As the U.S. goes about recovering from the double whammy punch of the two hurricanes that hit the Gulf Coast region over the past month or so, this NY Times article reminds us that a potentially much more serious threat to our well-being is looming on the horizon:
“Two teams of federal and university scientists announced today that they had resurrected the 1918 influenza virus, the cause of one of history’s most deadly epidemics, and had found that unlike the viruses that caused more recent flu pandemics of 1957 and 1968, the 1918 virus was actually a bird flu that jumped directly to humans.
The work, being published in the journals Nature and Science, involved getting the complete genetic sequence of the 1918 virus, using techniques of molecular biology to synthesize it, and then using it to infect mice and human lung cells in a specially equipped, secure lab at the Centers for Disease Control and Prevention in Atlanta.
The findings, the scientists say, reveal a small number of genetic changes that may explain why the virus was so lethal. The work also confirms the legitimacy of worries about the bird flu viruses that are now emerging in Asia.

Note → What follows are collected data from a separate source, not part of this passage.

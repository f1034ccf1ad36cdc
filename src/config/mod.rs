//! Effective configuration: settings file, then `LEXDESK_*` env overrides.

mod helpers;
mod upload;

use std::path::PathBuf;
use std::time::Duration;

use url::Url;

use crate::config::helpers::{optional_env, parse_string_env, parse_u64_env};
use crate::error::ConfigError;
use crate::settings::{Settings, lexdesk_data_dir};

pub use upload::{PROGRESS_CEILING, ProgressMode, UploadConfig};

/// Hard cap on how many suggested questions a chat view shows.
pub const MAX_SUGGESTIONS: usize = 5;

/// Backend connection.
#[derive(Debug, Clone)]
pub struct ApiConfig {
    pub base_url: Url,
    pub timeout: Duration,
}

impl ApiConfig {
    pub fn new(base_url: Url) -> Self {
        Self {
            base_url,
            timeout: Duration::from_secs(30),
        }
    }
}

/// Session persistence.
#[derive(Debug, Clone)]
pub struct SessionConfig {
    pub token_path: PathBuf,
}

/// Chat view behavior.
#[derive(Debug, Clone)]
pub struct ChatConfig {
    pub suggestion_limit: usize,
}

impl Default for ChatConfig {
    fn default() -> Self {
        Self {
            suggestion_limit: MAX_SUGGESTIONS,
        }
    }
}

#[derive(Debug, Clone)]
pub struct Config {
    pub api: ApiConfig,
    pub session: SessionConfig,
    pub chat: ChatConfig,
    pub upload: UploadConfig,
}

fn validate_base_url(raw: &str) -> Result<Url, ConfigError> {
    let url = Url::parse(raw.trim()).map_err(|e| ConfigError::InvalidValue {
        key: "LEXDESK_API_URL".to_string(),
        message: format!("'{raw}' is not a valid URL: {e}"),
    })?;
    if !matches!(url.scheme(), "http" | "https") {
        return Err(ConfigError::InvalidValue {
            key: "LEXDESK_API_URL".to_string(),
            message: format!("unsupported scheme '{}'", url.scheme()),
        });
    }
    Ok(url)
}

fn validate_suggestion_limit(raw: u64) -> Result<usize, ConfigError> {
    if raw == 0 || raw > MAX_SUGGESTIONS as u64 {
        return Err(ConfigError::InvalidValue {
            key: "LEXDESK_SUGGESTION_LIMIT".to_string(),
            message: format!("limit must be between 1 and {MAX_SUGGESTIONS}"),
        });
    }
    Ok(raw as usize)
}

fn resolve_token_path(raw: Option<String>) -> Result<PathBuf, ConfigError> {
    match raw {
        Some(path) if path.trim().is_empty() => Err(ConfigError::InvalidValue {
            key: "LEXDESK_TOKEN_PATH".to_string(),
            message: "token path must not be empty".to_string(),
        }),
        Some(path) => Ok(PathBuf::from(path.trim())),
        None => Ok(lexdesk_data_dir().join("token")),
    }
}

impl Config {
    pub fn resolve(settings: &Settings) -> Result<Self, ConfigError> {
        let base_url = validate_base_url(&parse_string_env(
            "LEXDESK_API_URL",
            settings.api.base_url.clone(),
        )?)?;
        let timeout = Duration::from_secs(parse_u64_env(
            "LEXDESK_API_TIMEOUT_SECS",
            settings.api.timeout_secs,
        )?);
        let token_path = resolve_token_path(
            optional_env("LEXDESK_TOKEN_PATH")?.or_else(|| settings.session.token_path.clone()),
        )?;

        Ok(Self {
            api: ApiConfig { base_url, timeout },
            session: SessionConfig { token_path },
            chat: ChatConfig {
                suggestion_limit: validate_suggestion_limit(parse_u64_env(
                    "LEXDESK_SUGGESTION_LIMIT",
                    settings.chat.suggestion_limit,
                )?)?,
            },
            upload: UploadConfig::resolve(settings)?,
        })
    }
}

The new studies find that today’s bird flu viruses share some of the crucial genetic changes that occurred in the 1918 flu. The scientists suspect that with the 1918 flu, changes in just 25 to 30 out of about 4,400 amino acids in the viral proteins turned the virus into a killer. The bird flus, known as H5N1 viruses, have a few, but not all of those changes.”
Here is a companion NY Times article on the growing political concern in Washington over the prospects of an epidemic. The 1918 flu pandemic killed an estimated 25 to 50 million people and, as the articles report, we are not much better protected from the virus now as the world was then. Even the mere reconstruction of the virus for research purposes has raised concerns:
Richard H. Ebright, a molecular biologist at Rutgers University, said he had concerns about the reconstruction of the virus and about publication of procedures to reconstruct the virus. “There is a risk verging on inevitability, of accidental release of the virus; there is also a risk of deliberate release of the virus,” he said, adding that the 1918 flu virus “is perhaps the most effective bioweapons agent ever known.”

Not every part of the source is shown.